We sought to develop a cervical spinal cord stimulator for the rat that is durable, stable, and does not perturb the underlying spinal cord.
We created a softening spinal cord stimulation (SCS) array made from shape memory polymer (SMP)-based flexible electronics. We developed a new photolithographic process to pattern high surface area titanium nitride (TiN) electrodes onto gold (Au) interconnects. The thiol-ene acrylate polymers are stiff at room temperature and soften following implantation into the body. Durability was measured by the duration the devices produced effective stimulation and by accelerated aging in vitro. Stability was measured by the threshold to provoke an electromyogram (EMG) muscle response and by measuring impedance using electrochemical impedance spectroscopy (EIS). In addition, spinal cord modulation of motor cortex potentials was measured. The spinal column and implanted arrays were imaged with MRI ex vivo, and histology for astrogliosis and immune reaction was performed.

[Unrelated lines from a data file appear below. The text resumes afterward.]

//! Distributions whose primary module is not their name with `-` -> `::`

/// (distribution, primary module)
const PRIMARY_MODULE_OVERRIDES: &[(&str, &str)] = &[
    ("ack", "App::Ack"),
    ("CGI.pm", "CGI"),
    ("IO-Compress", "IO::Compress::Base"),
    ("IO-stringy", "IO::Stringy"),
    ("libapreq2", "Apache2::Request"),
    ("libnet", "Net::Cmd"),
    ("libwww-perl", "LWP"),
    ("libxml-perl", "XML::Parser::PerlSAX"),
    ("MailTools", "Mail::Internet"),
    ("PathTools", "File::Spec"),
    ("perl-ldap", "Net::LDAP"),
    ("PerlMagick", "Image::Magick"),
    ("podlators", "Pod::Man"),
    ("Scalar-List-Utils", "List::Util"),
    ("Template-Toolkit", "Template"),
    ("TermReadKey", "Term::ReadKey"),
    ("Text-Tabs+Wrap", "Text::Wrap"),
    ("TimeDate", "Date::Parse"),
    ("YAML-LibYAML", "YAML::XS"),
];

/// Module whose install log entry identifies a distribution
pub fn primary_module_name(distribution: &str) -> String {
    PRIMARY_MODULE_OVERRIDES
        .iter()
        .find(|(dist, _)| *dist == distribution)
        .map(|(_, module)| module.to_string())
        .unwrap_or_else(|| distribution.replace('-', "::"))
}
//! Tie breaking between equally scored releases

use tracing::{debug, warn};

use crate::inventory::InstalledModule;
use crate::inventory::install_log::InstallLog;
use crate::survey::overrides::primary_module_name;
use crate::survey::types::ScoredRelease;
use crate::version::PerlVersion;

#[derive(Debug, Clone, PartialEq)]
pub enum Narrowed {
    /// Releases kept for the module; more than one means an unbroken tie
    Releases(Vec<ScoredRelease>),
    /// The module declares no version and the tie could not be broken
    Unresolvable(Vec<ScoredRelease>),
}

/// Narrow tied releases using the install log.
///
/// Releases whose distribution's primary module is logged at the release's
/// version are preferred. Failing that, releases whose primary module is
/// logged at all are kept. Either kind of evidence is only used when it
/// selects a non-empty strict subset; otherwise every tie is kept.
pub fn narrow(tied: Vec<ScoredRelease>, module: &InstalledModule, log: &InstallLog) -> Narrowed {
    if tied.len() <= 1 {
        return Narrowed::Releases(tied);
    }

    let total = tied.len();
    let tied = match strict_subset(tied, |scored| logged_at_release_version(scored, log)) {
        Ok(narrowed) => return narrowed_by_log(module, "version", total, narrowed),
        Err(tied) => tied,
    };
    let tied = match strict_subset(tied, |scored| logged_at_all(scored, log)) {
        Ok(narrowed) => return narrowed_by_log(module, "presence", total, narrowed),
        Err(tied) => tied,
    };

    if module.version.is_none() {
        warn!(
            "{} has no version and matches {} releases equally; ignoring it",
            module.name,
            tied.len()
        );
        return Narrowed::Unresolvable(tied);
    }

    Narrowed::Releases(tied)
}

/// `Ok` with the matching releases when they are a non-empty strict subset,
/// `Err` with the input, order preserved, otherwise
fn strict_subset<F>(
    tied: Vec<ScoredRelease>,
    keep: F,
) -> Result<Vec<ScoredRelease>, Vec<ScoredRelease>>
where
    F: Fn(&ScoredRelease) -> bool,
{
    let matching = tied.iter().filter(|scored| keep(scored)).count();
    if matching == 0 || matching == tied.len() {
        return Err(tied);
    }
    Ok(tied.into_iter().filter(|scored| keep(scored)).collect())
}

fn narrowed_by_log(
    module: &InstalledModule,
    evidence: &str,
    total: usize,
    narrowed: Vec<ScoredRelease>,
) -> Narrowed {
    debug!(
        "{}: install log {} narrowed {} ties to {}",
        module.name,
        evidence,
        total,
        narrowed.len()
    );
    Narrowed::Releases(narrowed)
}

fn logged_at_release_version(scored: &ScoredRelease, log: &InstallLog) -> bool {
    let primary = primary_module_name(scored.distribution());
    log.lookup_primary_module_version(&primary)
        .and_then(|logged| PerlVersion::parse(logged).ok())
        .is_some_and(|logged| logged == scored.candidate.version)
}

fn logged_at_all(scored: &ScoredRelease, log: &InstallLog) -> bool {
    let primary = primary_module_name(scored.distribution());
    log.lookup_primary_module_version(&primary).is_some()
}
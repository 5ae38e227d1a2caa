use thiserror::Error;

use crate::index::error::IndexError;

/// Failures that abort a whole survey run
#[derive(Debug, Error)]
pub enum SurveyError {
    #[error("Aborting survey while resolving {module}: {source}")]
    Fatal {
        module: String,
        #[source]
        source: IndexError,
    },
}

impl SurveyError {
    pub fn fatal(module: impl Into<String>, source: IndexError) -> Self {
        SurveyError::Fatal {
            module: module.into(),
            source,
        }
    }

    pub fn index_error(&self) -> &IndexError {
        match self {
            SurveyError::Fatal { source, .. } => source,
        }
    }
}
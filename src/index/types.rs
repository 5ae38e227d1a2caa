//! Records returned by the release index

use serde::{Deserialize, Serialize};

/// A file in some release that provides the queried module
#[derive(Debug, Clone, PartialEq, Serialize, Deserialize)]
pub struct ModuleFileHit {
    pub release: String,
    pub author: String,
    pub distribution: String,
    /// Module version declared by the matched file, as the index reports it.
    /// This is not the release's own version.
    pub version: Option<String>,
    pub date: Option<String>,
    pub download_url: Option<String>,
    pub maturity: Option<String>,
}

/// One module declared by one file of a release
#[derive(Debug, Clone, PartialEq, Serialize, Deserialize)]
pub struct ReleaseFile {
    pub path: String,
    pub module_name: String,
    pub module_version: Option<String>,
    pub file_size: u64,
}

/// Release metadata fields as returned by the index
pub type ReleaseMetadata = serde_json::Map<String, serde_json::Value>;
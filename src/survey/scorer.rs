//! Installed-fraction scoring
//!
//! A release's score is the share of its modules found locally at the
//! release's version. A module whose version matches but whose file size
//! differs only counts for a fraction of a match.

use std::path::Path;
use std::sync::LazyLock;

use futures::future::try_join_all;
use regex::Regex;
use tracing::debug;

use crate::index::error::IndexError;
use crate::index::types::ReleaseFile;
use crate::inventory::Inventory;
use crate::survey::context::SurveyContext;
use crate::survey::types::{CandidateSet, ManifestEntry, ReleaseModuleManifest, ScoredRelease};
use crate::version::matches_reported;

/// Modules under these top-level directories are never installed
static EXCLUDED_PATHS: LazyLock<Regex> = LazyLock::new(|| {
    Regex::new(r"^(?:t|xt|tests?|inc|samples?|ex|examples?|bak|local-lib)\b")
        .expect("valid regex")
});

/// Reduce a release's file list to the modules an installation would put on disk
pub fn build_manifest(files: Vec<ReleaseFile>) -> ReleaseModuleManifest {
    let mut manifest = ReleaseModuleManifest::new();

    for file in files {
        if EXCLUDED_PATHS.is_match(&file.path) {
            continue;
        }
        // Secondary packages declared inside another module's file
        if !declared_in_own_file(&file.module_name, &file.path) {
            continue;
        }
        manifest
            .entry(file.module_name)
            .or_insert_with(|| ManifestEntry {
                version: file.module_version,
                file_size: file.file_size,
                path: file.path,
            });
    }

    manifest
}

fn declared_in_own_file(module: &str, path: &str) -> bool {
    let last_segment = module.rsplit("::").next().unwrap_or(module);
    let base_name = Path::new(path)
        .file_name()
        .and_then(|name| name.to_str())
        .and_then(|name| name.split('.').next())
        .unwrap_or_default();
    last_segment == base_name
}

/// Weighted share of a release's modules that are installed at its version.
///
/// An empty manifest scores zero.
pub fn fraction_installed(
    manifest: &ReleaseModuleManifest,
    inventory: &Inventory,
    size_mismatch_weight: f64,
) -> f64 {
    if manifest.is_empty() {
        return 0.0;
    }

    let mismatch_weight = size_mismatch_weight.clamp(0.0, 1.0);
    let installed: f64 = manifest
        .iter()
        .filter_map(|(name, entry)| {
            let local = inventory.get(name)?;
            if !matches_reported(local.version.as_ref(), entry.version.as_deref()) {
                return None;
            }
            let size_differs =
                entry.file_size != 0 && local.file_size != 0 && entry.file_size != local.file_size;
            Some(if size_differs { mismatch_weight } else { 1.0 })
        })
        .sum();

    installed / manifest.len() as f64
}

/// Candidates sharing the highest fraction, in release order
pub fn select_best(scored: Vec<ScoredRelease>) -> Vec<ScoredRelease> {
    let Some(best) = scored
        .iter()
        .map(|s| s.fraction_installed)
        .max_by(|a, b| a.total_cmp(b))
    else {
        return Vec::new();
    };

    scored
        .into_iter()
        .filter(|s| s.fraction_installed == best)
        .collect()
}

/// Score every candidate against the inventory
pub async fn score_candidates(
    ctx: &SurveyContext,
    candidates: &CandidateSet,
    inventory: &Inventory,
) -> Result<Vec<ScoredRelease>, IndexError> {
    let weight = ctx.options().size_mismatch_weight;

    let scored = try_join_all(candidates.values().map(|candidate| async move {
        let manifest = ctx.manifest(&candidate.author, &candidate.release).await?;
        let fraction = fraction_installed(&manifest, inventory, weight);
        debug!("{} is {:.2} installed", candidate.release, fraction);
        Ok::<_, IndexError>(ScoredRelease::new(candidate.clone(), fraction))
    }))
    .await?;

    Ok(scored)
}

pub async fn best_releases(
    ctx: &SurveyContext,
    candidates: &CandidateSet,
    inventory: &Inventory,
) -> Result<Vec<ScoredRelease>, IndexError> {
    Ok(select_best(score_candidates(ctx, candidates, inventory).await?))
}
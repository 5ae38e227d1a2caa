//! End-to-end survey tests against an in-memory index

mod helper;

use std::sync::Arc;

use tempfile::TempDir;

use dist_surveyor::index::error::IndexError;
use dist_surveyor::inventory::Inventory;
use dist_surveyor::inventory::install_log::InstallLog;
use dist_surveyor::inventory::scan::scan_lib_dirs;
use dist_surveyor::output::{Formatter, OutputMode, write_report};
use dist_surveyor::survey::context::{SurveyContext, SurveyOptions};
use dist_surveyor::survey::types::{InstallKind, ModuleFlag};
use dist_surveyor::survey::{ModuleStatus, SurveyReport, survey};

use helper::{FakeIndex, FakeRelease, installed, write_module};

fn options(include_remnants: bool) -> SurveyOptions {
    SurveyOptions {
        include_remnants,
        ..SurveyOptions::default()
    }
}

async fn run(
    index: FakeIndex,
    log: InstallLog,
    include_remnants: bool,
    inventory: &Inventory,
) -> (Arc<FakeIndex>, SurveyReport) {
    let index = Arc::new(index);
    let ctx = SurveyContext::new(index.clone(), log, options(include_remnants));
    let report = survey(&ctx, inventory).await.unwrap();
    (index, report)
}

fn releases(report: &SurveyReport) -> Vec<(&str, InstallKind)> {
    report
        .releases
        .iter()
        .map(|r| (r.release(), r.installation))
        .collect()
}

/// Foo-1.0 and Foo-1.1 both ship Foo::Util 1.0
fn tied_index(module_version: Option<&str>) -> FakeIndex {
    FakeIndex::new()
        .with_release(FakeRelease::new("ALICE", "Foo", "1.0").module("Foo::Util", module_version, 50))
        .with_release(FakeRelease::new("ALICE", "Foo", "1.1").module("Foo::Util", module_version, 50))
}

#[tokio::test]
async fn half_installed_release_scores_one_half() {
    let index = FakeIndex::new().with_release(
        FakeRelease::new("ALICE", "Foo", "1.0")
            .module("Foo", Some("1.0"), 100)
            .module("Foo::Bar", Some("1.0"), 200),
    );
    let inventory: Inventory = vec![installed("Foo", Some("1.0"), 100)].into_iter().collect();

    let (index, report) = run(index, InstallLog::default(), false, &inventory).await;

    assert_eq!(releases(&report), vec![("Foo-1.0", InstallKind::Installed)]);
    let foo = &report.releases[0];
    assert_eq!(foo.dist_data.fraction_installed, 0.5);
    assert_eq!(foo.dist_data.percent_installed, 50.0);
    assert_eq!(foo.modvers, "Foo=1.0;Foo::Bar=1.0");
    assert_eq!(foo.url, "authors/id/A/AL/ALICE/Foo-1.0.tar.gz");
    assert_eq!(foo.released.as_deref(), Some("2020-01-02"));
    assert_eq!(report.remote_calls, index.calls());
}

#[tokio::test]
async fn install_log_breaks_tie_between_releases() {
    let inventory: Inventory = vec![installed("Foo::Util", Some("1.0"), 50)].into_iter().collect();
    let log = InstallLog::from_entries([("Foo", "1.1")]);

    let (_, report) = run(tied_index(Some("1.0")), log, true, &inventory).await;

    assert_eq!(report.findings[0].releases, vec!["Foo-1.1"]);
    assert_eq!(releases(&report), vec![("Foo-1.1", InstallKind::Installed)]);
}

#[tokio::test]
async fn unbroken_tie_of_versioned_module_keeps_both_releases() {
    let inventory: Inventory = vec![installed("Foo::Util", Some("1.0"), 50)].into_iter().collect();

    let (_, report) = run(tied_index(Some("1.0")), InstallLog::default(), true, &inventory).await;

    assert_eq!(report.findings[0].releases, vec!["Foo-1.0", "Foo-1.1"]);
    assert_eq!(
        releases(&report),
        vec![
            ("Foo-1.0", InstallKind::Remnant),
            ("Foo-1.1", InstallKind::Installed),
        ]
    );
    assert!(report.ambiguous.is_empty());
}

#[tokio::test]
async fn unversioned_module_with_tie_is_dropped() {
    let inventory: Inventory = vec![installed("Foo::Util", None, 50)].into_iter().collect();

    let (_, report) = run(tied_index(None), InstallLog::default(), true, &inventory).await;

    assert!(report.releases.is_empty());
    assert_eq!(report.findings[0].status, ModuleStatus::Unresolvable);
    assert_eq!(report.unresolved().count(), 1);
}

fn upgraded_index() -> (FakeIndex, Inventory) {
    // Foo-2.0 is 19/20 installed; Foo-1.0 left 9 of its 10 modules behind
    let mut new_release = FakeRelease::new("ALICE", "Foo", "2.0");
    let mut old_release = FakeRelease::new("ALICE", "Foo", "1.0");
    let mut modules = Vec::new();

    for i in 1..=20 {
        let name = format!("Foo::New{}", i);
        new_release = new_release.module(&name, Some("2.0"), 10);
        if i <= 19 {
            modules.push(installed(&name, Some("2.0"), 10));
        }
    }
    for i in 1..=10 {
        let name = format!("Foo::Old{}", i);
        old_release = old_release.module(&name, Some("1.0"), 10);
        if i <= 9 {
            modules.push(installed(&name, Some("1.0"), 10));
        }
    }

    let index = FakeIndex::new()
        .with_release(old_release)
        .with_release(new_release);
    (index, modules.into_iter().collect())
}

#[tokio::test]
async fn newest_best_installed_release_wins_without_remnants() {
    let (index, inventory) = upgraded_index();

    let (_, report) = run(index, InstallLog::default(), false, &inventory).await;

    assert_eq!(releases(&report), vec![("Foo-2.0", InstallKind::Installed)]);
    assert_eq!(report.releases[0].dist_data.fraction_installed, 0.95);
    assert!(report.ambiguous.is_empty());
}

#[tokio::test]
async fn superseded_release_is_reported_as_remnant_on_request() {
    let (index, inventory) = upgraded_index();

    let (_, report) = run(index, InstallLog::default(), true, &inventory).await;

    assert_eq!(
        releases(&report),
        vec![
            ("Foo-1.0", InstallKind::Remnant),
            ("Foo-2.0", InstallKind::Installed),
        ]
    );
    assert_eq!(report.remnants().next().unwrap().dist_data.fraction_installed, 0.9);
}

#[tokio::test]
async fn count_exceeded_halts_the_run() {
    let index = FakeIndex::new()
        .with_release(FakeRelease::new("ALICE", "Foo", "1.0").module("Foo", Some("1.0"), 100))
        .too_broad("Aaa");
    let inventory: Inventory = vec![
        installed("Aaa", Some("1.0"), 10),
        installed("Foo", Some("1.0"), 100),
    ]
    .into_iter()
    .collect();
    let ctx = SurveyContext::new(Arc::new(index), InstallLog::default(), options(false));

    let error = survey(&ctx, &inventory).await.unwrap_err();

    assert!(matches!(error.index_error(), IndexError::CountExceeded { .. }));
}

#[tokio::test]
async fn release_without_metadata_is_skipped() {
    let index = FakeIndex::new()
        .with_release(FakeRelease::new("ALICE", "Bar", "1.0").module("Bar", Some("1.0"), 10))
        .with_release(FakeRelease::new("ALICE", "Foo", "1.0").module("Foo", Some("1.0"), 10))
        .without_metadata("Foo-1.0");
    let inventory: Inventory = vec![
        installed("Bar", Some("1.0"), 10),
        installed("Foo", Some("1.0"), 10),
    ]
    .into_iter()
    .collect();

    let (_, report) = run(index, InstallLog::default(), false, &inventory).await;

    assert_eq!(releases(&report), vec![("Bar-1.0", InstallKind::Installed)]);
    assert!(report.findings.iter().all(|f| f.status == ModuleStatus::Resolved));
}

#[tokio::test]
async fn modified_module_is_flagged_and_partially_credited() {
    let index = FakeIndex::new()
        .with_release(FakeRelease::new("ALICE", "Foo", "1.0").module("Foo", Some("1.0"), 100));
    let inventory: Inventory = vec![installed("Foo", Some("1.0"), 130)].into_iter().collect();

    let (_, report) = run(index, InstallLog::default(), false, &inventory).await;

    assert_eq!(report.findings[0].flag, Some(ModuleFlag::FileSizeMismatch));
    assert_eq!(report.releases[0].dist_data.fraction_installed, 0.1);
}

#[tokio::test]
async fn module_missing_from_index_is_flagged() {
    let index = FakeIndex::new();
    let inventory: Inventory = vec![installed("Local::Hack", Some("0.01"), 10)].into_iter().collect();

    let (_, report) = run(index, InstallLog::default(), false, &inventory).await;

    assert!(report.releases.is_empty());
    assert_eq!(report.findings[0].status, ModuleStatus::NoCandidates);
    assert_eq!(report.findings[0].flag, Some(ModuleFlag::VersionNotOnCpan));
}

#[tokio::test]
async fn scanned_tree_is_printed_with_template() {
    let temp_dir = TempDir::new().unwrap();
    let lib = temp_dir.path().join("lib");
    let foo_size = write_module(&lib, "Foo", "1.0");
    let bar_size = write_module(&lib, "Foo::Bar", "1.0");
    let baz_size = write_module(&lib, "Baz", "0.5");

    let index = FakeIndex::new()
        .with_release(
            FakeRelease::new("ALICE", "Foo", "1.0")
                .module("Foo", Some("1.0"), foo_size)
                .module("Foo::Bar", Some("1.0"), bar_size),
        )
        .with_release(FakeRelease::new("BOB", "Baz", "0.5").module("Baz", Some("0.5"), baz_size));
    let inventory = scan_lib_dirs(&[lib]).unwrap();

    let (_, report) = run(index, InstallLog::default(), false, &inventory).await;

    let mut out = Vec::new();
    let mode = OutputMode::Template(Formatter::new(r"{name}\t{dist_data.percent_installed}\t{url}"));
    write_report(&mut out, &report, &mode).unwrap();

    assert_eq!(
        String::from_utf8(out).unwrap(),
        "Baz-0.5\t100.0\tauthors/id/B/BO/BOB/Baz-0.5.tar.gz\n\
         Foo-1.0\t100.0\tauthors/id/A/AL/ALICE/Foo-1.0.tar.gz\n"
    );
}
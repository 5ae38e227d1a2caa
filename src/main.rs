use std::path::{Path, PathBuf};
use std::sync::Arc;

use anyhow::Context;
use clap::Parser;
use regex::Regex;
use tracing::{debug, info, warn};
use tracing_appender::non_blocking::WorkerGuard;
use tracing_subscriber::{EnvFilter, fmt, prelude::*};

use dist_surveyor::config::{SurveyConfig, db_path};
use dist_surveyor::index::cache::MemoCache;
use dist_surveyor::index::cached::CachedIndex;
use dist_surveyor::index::metacpan::MetaCpanIndex;
use dist_surveyor::index::registry::ReleaseIndex;
use dist_surveyor::inventory::install_log::InstallLog;
use dist_surveyor::inventory::scan::scan_lib_dirs;
use dist_surveyor::output::{DEFAULT_TEMPLATE, Formatter, OutputMode, warn_unresolved, write_report};
use dist_surveyor::survey::context::{SurveyContext, SurveyOptions};
use dist_surveyor::survey::survey;

#[derive(Parser, Debug)]
#[command(name = "dist-surveyor")]
#[command(version, about = "Infer which CPAN releases produced a local Perl library tree")]
struct Cli {
    /// Library directories, in search-path order
    #[arg(required = true, value_name = "LIB_DIRS")]
    lib_dirs: Vec<PathBuf>,

    /// Also list superseded releases whose files are still installed
    #[arg(long)]
    remnants: bool,

    /// Only survey modules whose name matches this regex
    #[arg(long = "match", value_name = "REGEX")]
    module_match: Option<String>,

    /// Output template, e.g. "{name}\t{dist_data.percent_installed}"
    #[arg(long, value_name = "TEMPLATE", conflicts_with = "json")]
    format: Option<String>,

    /// Print one JSON object per release
    #[arg(long)]
    json: bool,

    /// perllocal.pod to use instead of searching the library directories
    #[arg(long, value_name = "FILE")]
    install_log: Option<PathBuf>,

    #[arg(long, value_name = "FILE")]
    config: Option<PathBuf>,

    /// Query the index directly, bypassing the memo cache
    #[arg(long)]
    uncached: bool,

    /// Modules resolved concurrently
    #[arg(long, value_name = "N")]
    concurrency: Option<usize>,

    /// Result count at which a query is considered too broad
    #[arg(long, value_name = "N")]
    max_results: Option<usize>,

    /// Weight of a version match whose file size differs (0.0 to 1.0)
    #[arg(long, value_name = "WEIGHT")]
    size_mismatch_weight: Option<f64>,

    #[arg(long, value_name = "URL")]
    index_url: Option<String>,

    #[arg(short, long)]
    verbose: bool,

    #[arg(long)]
    debug: bool,

    /// Write JSON logs to this file instead of stderr
    #[arg(long, value_name = "FILE")]
    log_file: Option<PathBuf>,
}

impl Cli {
    fn config(&self) -> anyhow::Result<SurveyConfig> {
        let mut config = match &self.config {
            Some(path) => SurveyConfig::load(path)?,
            None => SurveyConfig::default(),
        };

        if let Some(url) = &self.index_url {
            config.index.base_url = url.clone();
        }
        if let Some(max_results) = self.max_results {
            config.index.max_results = max_results;
        }
        if let Some(weight) = self.size_mismatch_weight {
            config.scoring.size_mismatch_weight = weight;
        }
        if let Some(concurrency) = self.concurrency {
            config.concurrency = concurrency;
        }
        if self.uncached {
            config.cache.enabled = false;
        }

        config.validate()?;
        Ok(config)
    }
}

/// Log level comes from `--debug`, then `--verbose`, then `RUST_LOG`, then warn
fn init_tracing(cli: &Cli) -> anyhow::Result<Option<WorkerGuard>> {
    let filter = if cli.debug {
        EnvFilter::new("dist_surveyor=debug")
    } else if cli.verbose {
        EnvFilter::new("dist_surveyor=info")
    } else {
        EnvFilter::try_from_default_env().unwrap_or_else(|_| EnvFilter::new("dist_surveyor=warn"))
    };

    let Some(log_file) = &cli.log_file else {
        tracing_subscriber::registry()
            .with(fmt::layer().with_target(false).with_writer(std::io::stderr))
            .with(filter)
            .init();
        return Ok(None);
    };

    let dir = log_file
        .parent()
        .filter(|p| !p.as_os_str().is_empty())
        .unwrap_or(Path::new("."));
    let file_name = log_file
        .file_name()
        .with_context(|| format!("Log file path has no file name: {:?}", log_file))?;
    std::fs::create_dir_all(dir)
        .with_context(|| format!("Failed to create log directory {:?}", dir))?;

    let (writer, guard) = tracing_appender::non_blocking(tracing_appender::rolling::never(dir, file_name));
    tracing_subscriber::registry()
        .with(fmt::layer().json().with_writer(writer))
        .with(filter)
        .init();

    Ok(Some(guard))
}

fn build_index(config: &SurveyConfig) -> anyhow::Result<Arc<dyn ReleaseIndex>> {
    let remote: Arc<dyn ReleaseIndex> = Arc::new(MetaCpanIndex::new(
        &config.index.base_url,
        config.index.max_results,
    )?);

    if !config.cache.enabled {
        info!("Memo cache disabled");
        return Ok(remote);
    }

    let path = config.cache.path.clone().unwrap_or_else(db_path);
    if let Some(parent) = path.parent().filter(|p| !p.as_os_str().is_empty()) {
        std::fs::create_dir_all(parent)
            .with_context(|| format!("Failed to create cache directory {:?}", parent))?;
    }

    let cached = CachedIndex::new(remote, Arc::new(MemoCache::new(&path)?));
    let pruned = cached.prune_stale()?;
    if pruned > 0 {
        info!("Pruned {} stale memo entries", pruned);
    }

    Ok(Arc::new(cached))
}

async fn run(cli: Cli) -> anyhow::Result<()> {
    let config = cli.config()?;
    debug!("Using configuration: {:?}", config);

    let mut inventory = scan_lib_dirs(&cli.lib_dirs)?;
    if let Some(pattern) = &cli.module_match {
        let pattern =
            Regex::new(pattern).with_context(|| format!("Invalid --match pattern {:?}", pattern))?;
        inventory.retain_matching(&pattern);
    }
    if inventory.is_empty() {
        warn!("No modules found in {:?}", cli.lib_dirs);
    }

    let install_log = match cli
        .install_log
        .clone()
        .or_else(|| InstallLog::discover(&cli.lib_dirs))
    {
        Some(path) => InstallLog::load(&path)?,
        None => {
            info!("No perllocal.pod found; ties will not use the install log");
            InstallLog::default()
        }
    };

    let ctx = SurveyContext::new(
        build_index(&config)?,
        install_log,
        SurveyOptions {
            include_remnants: cli.remnants,
            concurrency: config.concurrency,
            size_mismatch_weight: config.scoring.size_mismatch_weight,
        },
    );

    let report = survey(&ctx, &inventory).await?;
    warn_unresolved(&report);

    let mode = if cli.json {
        OutputMode::Json
    } else {
        OutputMode::Template(Formatter::new(
            cli.format.as_deref().unwrap_or(DEFAULT_TEMPLATE),
        ))
    };
    write_report(&mut std::io::stdout().lock(), &report, &mode)?;

    Ok(())
}

fn main() -> anyhow::Result<()> {
    let cli = Cli::parse();
    let _guard = init_tracing(&cli)?;

    tokio::runtime::Builder::new_multi_thread()
        .enable_all()
        .build()?
        .block_on(run(cli))
}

For durability, the design of the arrays was modified over three generations to create an array that demonstrated activity up to 29 weeks. SCS arrays showed no significant degradation over a simulated 29 week period of accelerated aging. For stability, the threshold for provoking an EMG rose in the first few weeks and then remained stable out to 16 weeks; the impedance showed a similar rise early with stability thereafter. Spinal cord stimulation strongly enhanced motor cortex potentials throughout. Upon explantation, device performance returned to pre-implant levels, indicating that biotic rather than abiotic processes were the cause of changing metrics. MRI and histology showed that softening SCS produced less tissue deformation than Parylene-C arrays. There was no significant astrogliosis or immune reaction to either type of array.
Softening SCS arrays meet the needs for research-grade devices in rats and could be developed into human devices in the future.